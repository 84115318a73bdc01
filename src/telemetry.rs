use chrono::{DateTime, Local};
use std::collections::VecDeque;

use crate::config::MAX_WINDOW_SAMPLES;

/// One heart-rate measurement.
#[derive(Clone, Copy, Debug, PartialEq)]
pub struct Reading {
    pub timestamp_ms: u64,
    pub bpm: f32,
}

/// Statistics of a closed, non-empty upload window.
#[derive(Clone, Debug, PartialEq)]
pub struct HeartRateStats {
    pub window_start_ms: u64,
    pub window_end_ms: u64,
    pub max: f32,
    /// Median of the window's readings.
    pub mid: f32,
    pub min: f32,
    pub count: usize,
    pub closed_at: DateTime<Local>,
}

#[derive(Clone, Debug, PartialEq)]
pub enum WindowResult {
    /// No reading arrived during the window.
    Empty {
        window_start_ms: u64,
        window_end_ms: u64,
    },
    Stats(HeartRateStats),
}

impl WindowResult {
    pub fn stats(self) -> Option<HeartRateStats> {
        match self {
            WindowResult::Stats(stats) => Some(stats),
            WindowResult::Empty { .. } => None,
        }
    }
}

#[derive(Debug)]
struct AggregationWindow {
    start_ms: u64,
    max: f32,
    min: f32,
    count: usize,
    samples: VecDeque<f32>,
}

impl AggregationWindow {
    fn new(start_ms: u64) -> Self {
        Self {
            start_ms,
            max: f32::MIN,
            min: f32::MAX,
            count: 0,
            samples: VecDeque::with_capacity(MAX_WINDOW_SAMPLES),
        }
    }

    fn push(&mut self, bpm: f32) {
        self.max = self.max.max(bpm);
        self.min = self.min.min(bpm);
        self.count += 1;

        // Only the median store is bounded; max/min/count stay exact
        if self.samples.len() >= MAX_WINDOW_SAMPLES {
            self.samples.pop_front();
        }
        self.samples.push_back(bpm);
    }

    fn close(self, end_ms: u64) -> WindowResult {
        if self.count == 0 {
            return WindowResult::Empty {
                window_start_ms: self.start_ms,
                window_end_ms: end_ms,
            };
        }

        let mid = median(self.samples.into_iter().collect()).clamp(self.min, self.max);

        WindowResult::Stats(HeartRateStats {
            window_start_ms: self.start_ms,
            window_end_ms: end_ms,
            max: self.max,
            mid,
            min: self.min,
            count: self.count,
            closed_at: Local::now(),
        })
    }
}

fn median(mut values: Vec<f32>) -> f32 {
    values.sort_by(|a, b| a.total_cmp(b));
    let n = values.len();
    if n % 2 == 1 {
        values[n / 2]
    } else {
        (values[n / 2 - 1] + values[n / 2]) / 2.0
    }
}

/// Aggregates readings of the current upload window.
pub struct Sampler {
    window: AggregationWindow,
}

impl Sampler {
    pub fn new(start_ms: u64) -> Self {
        Self {
            window: AggregationWindow::new(start_ms),
        }
    }

    pub fn observe(&mut self, reading: Reading) {
        if !reading.bpm.is_finite() {
            return;
        }
        self.window.push(reading.bpm);
    }

    /// Close the current window and open a fresh one starting at `now_ms`.
    pub fn flush(&mut self, now_ms: u64) -> WindowResult {
        let closed = std::mem::replace(&mut self.window, AggregationWindow::new(now_ms));
        closed.close(now_ms)
    }

    pub fn pending_readings(&self) -> usize {
        self.window.count
    }
}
# # # # #
> **EXERCISE REQUIREMENTS**: Would you please repeat, exactly as written, the lines from the one containing "pub fn new(start_ms: u64)" through the end of the listing above, including both, and only those?

> **SOLVED PROBLEM**:
    pub fn new(start_ms: u64) -> Self {
        Self {
            window: AggregationWindow::new(start_ms),
        }
    }

    pub fn observe(&mut self, reading: Reading) {
        if !reading.bpm.is_finite() {
            return;
        }
        self.window.push(reading.bpm);
    }

    /// Close the current window and open a fresh one starting at `now_ms`.
    pub fn flush(&mut self, now_ms: u64) -> WindowResult {
        let closed = std::mem::replace(&mut self.window, AggregationWindow::new(now_ms));
        closed.close(now_ms)
    }

    pub fn pending_readings(&self) -> usize {
        self.window.count
    }
}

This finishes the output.